====== PROVIDED RECORDS ======
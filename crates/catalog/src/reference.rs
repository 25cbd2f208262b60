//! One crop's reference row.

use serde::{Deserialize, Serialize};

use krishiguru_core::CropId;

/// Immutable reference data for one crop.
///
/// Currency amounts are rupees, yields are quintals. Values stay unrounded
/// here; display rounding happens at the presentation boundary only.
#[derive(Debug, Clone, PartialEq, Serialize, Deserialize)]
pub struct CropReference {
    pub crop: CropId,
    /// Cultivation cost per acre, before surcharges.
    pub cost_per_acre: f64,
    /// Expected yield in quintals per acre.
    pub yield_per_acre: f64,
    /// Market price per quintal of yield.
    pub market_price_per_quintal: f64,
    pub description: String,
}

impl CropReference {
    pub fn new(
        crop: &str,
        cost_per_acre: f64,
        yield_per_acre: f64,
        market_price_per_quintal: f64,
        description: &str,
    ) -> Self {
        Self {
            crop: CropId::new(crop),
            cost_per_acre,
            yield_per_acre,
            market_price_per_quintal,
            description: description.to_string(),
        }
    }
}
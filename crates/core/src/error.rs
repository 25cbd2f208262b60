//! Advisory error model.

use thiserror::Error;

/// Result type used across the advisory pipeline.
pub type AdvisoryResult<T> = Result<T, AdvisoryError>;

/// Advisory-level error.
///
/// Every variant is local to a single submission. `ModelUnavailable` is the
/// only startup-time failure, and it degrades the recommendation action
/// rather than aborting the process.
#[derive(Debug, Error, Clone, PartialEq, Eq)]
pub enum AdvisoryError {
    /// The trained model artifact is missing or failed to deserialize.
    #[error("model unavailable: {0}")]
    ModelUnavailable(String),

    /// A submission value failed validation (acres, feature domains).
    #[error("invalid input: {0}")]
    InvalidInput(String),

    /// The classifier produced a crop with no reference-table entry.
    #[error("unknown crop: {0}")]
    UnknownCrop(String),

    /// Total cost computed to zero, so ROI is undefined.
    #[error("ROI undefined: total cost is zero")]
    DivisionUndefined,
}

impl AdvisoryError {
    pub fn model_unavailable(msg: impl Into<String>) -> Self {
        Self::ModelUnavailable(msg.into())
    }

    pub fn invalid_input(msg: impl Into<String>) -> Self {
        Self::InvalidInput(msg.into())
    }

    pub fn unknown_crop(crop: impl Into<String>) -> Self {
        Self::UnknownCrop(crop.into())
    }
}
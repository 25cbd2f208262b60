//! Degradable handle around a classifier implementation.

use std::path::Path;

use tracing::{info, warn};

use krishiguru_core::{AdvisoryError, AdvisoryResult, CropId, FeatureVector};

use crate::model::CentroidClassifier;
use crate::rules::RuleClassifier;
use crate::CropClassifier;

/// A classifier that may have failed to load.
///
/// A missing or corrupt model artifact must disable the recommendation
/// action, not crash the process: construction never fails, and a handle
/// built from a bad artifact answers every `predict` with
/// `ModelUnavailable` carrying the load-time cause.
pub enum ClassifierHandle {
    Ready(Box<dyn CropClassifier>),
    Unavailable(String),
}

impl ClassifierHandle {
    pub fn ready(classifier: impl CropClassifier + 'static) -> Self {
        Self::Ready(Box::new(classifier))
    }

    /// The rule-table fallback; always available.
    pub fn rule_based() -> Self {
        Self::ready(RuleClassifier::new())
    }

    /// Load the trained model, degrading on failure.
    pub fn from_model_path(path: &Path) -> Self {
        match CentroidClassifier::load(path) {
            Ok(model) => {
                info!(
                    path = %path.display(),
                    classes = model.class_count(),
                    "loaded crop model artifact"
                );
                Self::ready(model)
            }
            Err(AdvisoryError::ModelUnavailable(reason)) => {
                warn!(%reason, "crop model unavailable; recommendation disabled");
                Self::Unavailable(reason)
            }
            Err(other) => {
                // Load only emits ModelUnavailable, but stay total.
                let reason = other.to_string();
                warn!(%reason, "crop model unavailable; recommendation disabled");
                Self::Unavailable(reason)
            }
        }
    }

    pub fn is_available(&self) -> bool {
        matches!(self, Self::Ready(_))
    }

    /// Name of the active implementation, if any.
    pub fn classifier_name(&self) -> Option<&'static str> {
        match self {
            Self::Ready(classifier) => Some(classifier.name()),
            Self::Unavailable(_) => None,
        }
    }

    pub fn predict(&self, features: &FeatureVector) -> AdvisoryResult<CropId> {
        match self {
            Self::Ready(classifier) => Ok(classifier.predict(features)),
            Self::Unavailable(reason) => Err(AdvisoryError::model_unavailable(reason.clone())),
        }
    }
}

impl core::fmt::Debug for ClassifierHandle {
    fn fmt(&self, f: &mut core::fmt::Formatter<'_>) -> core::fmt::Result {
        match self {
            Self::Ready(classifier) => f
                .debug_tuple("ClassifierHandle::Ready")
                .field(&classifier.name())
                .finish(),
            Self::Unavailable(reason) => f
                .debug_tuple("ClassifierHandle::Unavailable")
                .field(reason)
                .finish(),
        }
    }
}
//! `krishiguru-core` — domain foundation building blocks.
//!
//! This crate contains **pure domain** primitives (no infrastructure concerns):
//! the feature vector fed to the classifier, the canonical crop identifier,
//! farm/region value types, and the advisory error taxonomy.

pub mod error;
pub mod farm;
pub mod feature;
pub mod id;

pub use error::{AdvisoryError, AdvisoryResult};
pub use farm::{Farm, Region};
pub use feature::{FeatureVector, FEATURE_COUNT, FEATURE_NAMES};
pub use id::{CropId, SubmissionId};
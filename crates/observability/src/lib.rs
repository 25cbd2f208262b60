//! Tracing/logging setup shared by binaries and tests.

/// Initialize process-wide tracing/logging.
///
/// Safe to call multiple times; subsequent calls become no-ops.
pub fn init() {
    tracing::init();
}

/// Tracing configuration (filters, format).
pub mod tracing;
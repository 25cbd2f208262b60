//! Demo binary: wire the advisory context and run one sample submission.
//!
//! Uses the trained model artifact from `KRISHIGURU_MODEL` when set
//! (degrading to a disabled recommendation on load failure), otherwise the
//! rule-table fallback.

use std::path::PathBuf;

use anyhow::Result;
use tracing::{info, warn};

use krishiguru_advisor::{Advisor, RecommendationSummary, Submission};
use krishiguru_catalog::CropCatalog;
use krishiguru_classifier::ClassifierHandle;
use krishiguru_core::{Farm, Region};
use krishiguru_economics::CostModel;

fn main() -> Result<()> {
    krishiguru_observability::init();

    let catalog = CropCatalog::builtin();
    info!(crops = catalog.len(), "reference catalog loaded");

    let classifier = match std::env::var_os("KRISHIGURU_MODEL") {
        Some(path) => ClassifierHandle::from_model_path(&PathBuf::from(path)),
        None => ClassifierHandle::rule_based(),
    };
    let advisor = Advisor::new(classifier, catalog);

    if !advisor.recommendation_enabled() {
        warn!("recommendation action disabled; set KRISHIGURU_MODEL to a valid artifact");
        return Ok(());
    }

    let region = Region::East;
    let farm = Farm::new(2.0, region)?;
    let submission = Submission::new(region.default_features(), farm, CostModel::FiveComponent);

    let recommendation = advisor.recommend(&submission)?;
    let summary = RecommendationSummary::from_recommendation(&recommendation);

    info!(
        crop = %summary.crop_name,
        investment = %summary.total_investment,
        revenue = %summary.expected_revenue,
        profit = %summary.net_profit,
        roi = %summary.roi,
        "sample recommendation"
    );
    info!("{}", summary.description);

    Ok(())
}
======
====== PROVIDED RECORDS ======
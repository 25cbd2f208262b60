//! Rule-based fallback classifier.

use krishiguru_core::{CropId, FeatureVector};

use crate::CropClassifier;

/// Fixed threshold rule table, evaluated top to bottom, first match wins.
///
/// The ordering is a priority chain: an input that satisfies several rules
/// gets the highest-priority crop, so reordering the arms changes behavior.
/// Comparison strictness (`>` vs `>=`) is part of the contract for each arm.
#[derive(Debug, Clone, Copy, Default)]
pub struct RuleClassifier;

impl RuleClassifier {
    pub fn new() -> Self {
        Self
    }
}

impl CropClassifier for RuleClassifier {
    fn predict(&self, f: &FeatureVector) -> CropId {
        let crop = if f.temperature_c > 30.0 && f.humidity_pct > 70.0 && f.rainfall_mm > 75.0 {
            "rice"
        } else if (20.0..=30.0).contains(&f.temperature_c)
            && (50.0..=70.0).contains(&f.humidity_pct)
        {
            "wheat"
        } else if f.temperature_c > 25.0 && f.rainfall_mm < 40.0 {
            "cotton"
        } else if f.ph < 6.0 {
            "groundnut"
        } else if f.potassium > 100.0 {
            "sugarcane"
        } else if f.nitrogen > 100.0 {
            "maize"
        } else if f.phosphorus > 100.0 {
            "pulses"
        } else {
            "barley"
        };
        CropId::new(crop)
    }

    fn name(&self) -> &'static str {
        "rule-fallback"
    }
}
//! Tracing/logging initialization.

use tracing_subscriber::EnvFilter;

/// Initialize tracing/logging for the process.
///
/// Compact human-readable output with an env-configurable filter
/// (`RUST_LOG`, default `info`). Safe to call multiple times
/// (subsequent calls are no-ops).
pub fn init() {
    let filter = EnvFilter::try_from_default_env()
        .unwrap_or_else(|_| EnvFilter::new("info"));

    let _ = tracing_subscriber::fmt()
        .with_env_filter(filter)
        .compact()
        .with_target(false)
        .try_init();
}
======
■ **REQUIREMENT**: Since only the total is wanted, work out how many lines of the data above contain "priority" and state it alone.

■ **WRITTEN RESPONSE**: 2